Bojan Šarčević has always claimed that the magic of an artwork is on the edge with the impossibility of its description.
All his works seem to recall bodily and relational experiences, caressed by a sensual and sofisticated formal approach, centripetal and absolutely pure, captured by texture and by the visual and tactile imagery triggered by texture itself.
Sometimes his work tends to create some sort of sensory frustration, that can be provoked in non-narrative terms by the sculptural allusion to furniture pieces, or by juxtaposing some cold and uncomfortable material to some soft and sensual ones. In the setting designed for the exhibitions “In the Rear View Mirror”, “Invagination” and the current “Slampadato”, Šarčević recognizes only the kinesthetic perceptive horizon. Announced in the actual linguistic onomatopoeicism of his last two exhibitions and established in the show at pinksummer goes to Rome through the intention of suppressing any intermediation, no matter if the image on the invitation card or, even worst, the press release, he does so as if a precast verbal world could prevent a deep perception of the work and the sensual and intimate magic of its hidden dimension.

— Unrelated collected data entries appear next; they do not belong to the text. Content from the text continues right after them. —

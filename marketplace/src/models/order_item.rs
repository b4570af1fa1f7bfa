// marketplace/src/models/order_item.rs

use chrono::{DateTime, NaiveDate, NaiveTime, Utc};
use serde::{Deserialize, Serialize};
use sqlx::types::Json;
use sqlx::{FromRow, Type as SqlxType};
use uuid::Uuid;

use super::listing::MarketType;

#[derive(Debug, Clone, Copy, PartialEq, Eq, Serialize, Deserialize, SqlxType)]
#[serde(rename_all = "snake_case")]
#[sqlx(type_name = "order_item_status_enum", rename_all = "snake_case")]
pub enum ItemStatus {
  Pending,
  Confirmed,
  Ready,
  Fulfilled,
  Cancelled,
}

/// Market and schedule facts frozen at purchase time. Later edits to the
/// market never reach an order that carries one of these.
#[derive(Debug, Clone, PartialEq, Eq, Serialize, Deserialize)]
pub struct PickupSnapshot {
  pub market_id: Uuid,
  pub market_name: String,
  pub market_type: MarketType,
  pub address: Option<String>,
  pub schedule_id: Option<Uuid>,
  pub day_of_week: Option<i16>,
  pub start_time: Option<NaiveTime>,
  pub end_time: Option<NaiveTime>,
  pub pickup_date: Option<NaiveDate>,
  pub captured_at: DateTime<Utc>,
}

#[derive(Debug, Clone, Serialize, FromRow)]
pub struct OrderItem {
  pub id: Uuid,
  pub order_id: Uuid,
  pub listing_id: Uuid,
  pub vendor_profile_id: Uuid,
  pub quantity: i32,
  pub unit_price_cents: i64,
  pub subtotal_cents: i64,
  /// Percentage shares only; the flat fee lives on the order.
  pub platform_fee_cents: i64,
  pub buyer_fee_cents: i64,
  pub vendor_payout_cents: i64,
  pub market_id: Option<Uuid>,
  pub schedule_id: Option<Uuid>,
  pub pickup_date: Option<NaiveDate>,
  pub pickup_snapshot: Option<Json<PickupSnapshot>>,
  pub status: ItemStatus,
  /// Set once the conditional decrement for this line succeeded.
  pub stock_reserved: bool,
  pub cancelled_reason: Option<String>,
  pub created_at: DateTime<Utc>,
}

impl OrderItem {
  pub fn is_active(&self) -> bool {
    self.status != ItemStatus::Cancelled
  }
}
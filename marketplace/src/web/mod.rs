// marketplace/src/web/mod.rs

pub mod extractors;
pub mod handlers;
pub mod routes;

pub use routes::configure_app_routes;
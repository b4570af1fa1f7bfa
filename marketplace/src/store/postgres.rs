// marketplace/src/store/postgres.rs

use super::{
  PaymentInsert, PickupContext, PickupMutation, SkippedPickup, StockOutcome, Store, SubscriptionOutcome,
};
use crate::errors::{AppError, Result};
use crate::models::tier::FREE_TIER;
use crate::models::{
  AvailabilityWindow, CartSelection, ItemStatus, Listing, ListingMarket, MarketBoxOffering, MarketBoxPickup,
  MarketBoxSubscription, MarketSchedule, MarketType, NewMarketBoxSubscription, Order, OrderItem, OrderStatus,
  Payment, PaymentStatus, TierAccount, TierRecord, TierStatus, Vertical, VerticalSettings,
};
use crate::services::availability::{windows_for, AvailabilityOracle};
use async_trait::async_trait;
use chrono::{DateTime, Utc};
use sqlx::{FromRow, PgPool};
use tracing::{instrument, warn};
use uuid::Uuid;

#[derive(Clone)]
pub struct PgStore {
  pool: PgPool,
}

impl PgStore {
  pub fn new(pool: PgPool) -> Self {
    Self { pool }
  }

  pub fn pool(&self) -> &PgPool {
    &self.pool
  }

  async fn set_payment_status(&self, payment_intent_id: &str, status: PaymentStatus) -> Result<bool> {
    let result = sqlx::query("UPDATE payments SET status = $2 WHERE payment_intent_id = $1")
      .bind(payment_intent_id)
      .bind(status)
      .execute(&self.pool)
      .await?;
    Ok(result.rows_affected() > 0)
  }
}

#[derive(FromRow)]
struct MarketRow {
  market_id: Uuid,
  market_name: String,
  market_type: MarketType,
  address: Option<String>,
  cutoff_hours: Option<i32>,
}

#[derive(FromRow)]
struct SubscriptionOutcomeRow {
  outcome: String,
  subscription_id: Option<Uuid>,
}

#[async_trait]
impl AvailabilityOracle for PgStore {
  #[instrument(skip(self), fields(listing_id = %listing_id))]
  async fn is_accepting_orders(&self, listing_id: Uuid, now: DateTime<Utc>) -> Result<bool> {
    Ok(self.get_availability(listing_id, now).await?.iter().any(|w| w.is_accepting))
  }

  async fn get_availability(&self, listing_id: Uuid, now: DateTime<Utc>) -> Result<Vec<AvailabilityWindow>> {
    let markets = self.get_listing_markets(listing_id).await?;
    Ok(windows_for(&markets, now))
  }
}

We wrote such a long preamble just to tell that our press release, for what it's worth, exists only because pinksummer is a bit like the aboriginal Australian described by Bruce Chatwin in "The Songlines", who imagine that things are drawn into existence by singing, while us, being unable to sing, we write.
We could also tell that Bojan Šarčević "Slampadato" refers, perhaps by coincidence, to a surrealist exhibition curated by Marcel Duchamp at Lelong gallery in Paris in 1947, in which he installed a watering system on the ceiling sprinkling water onto the wooden floor, letting the sculptures by Maria Martens, who was Duchamp’s lover at that time, get wet.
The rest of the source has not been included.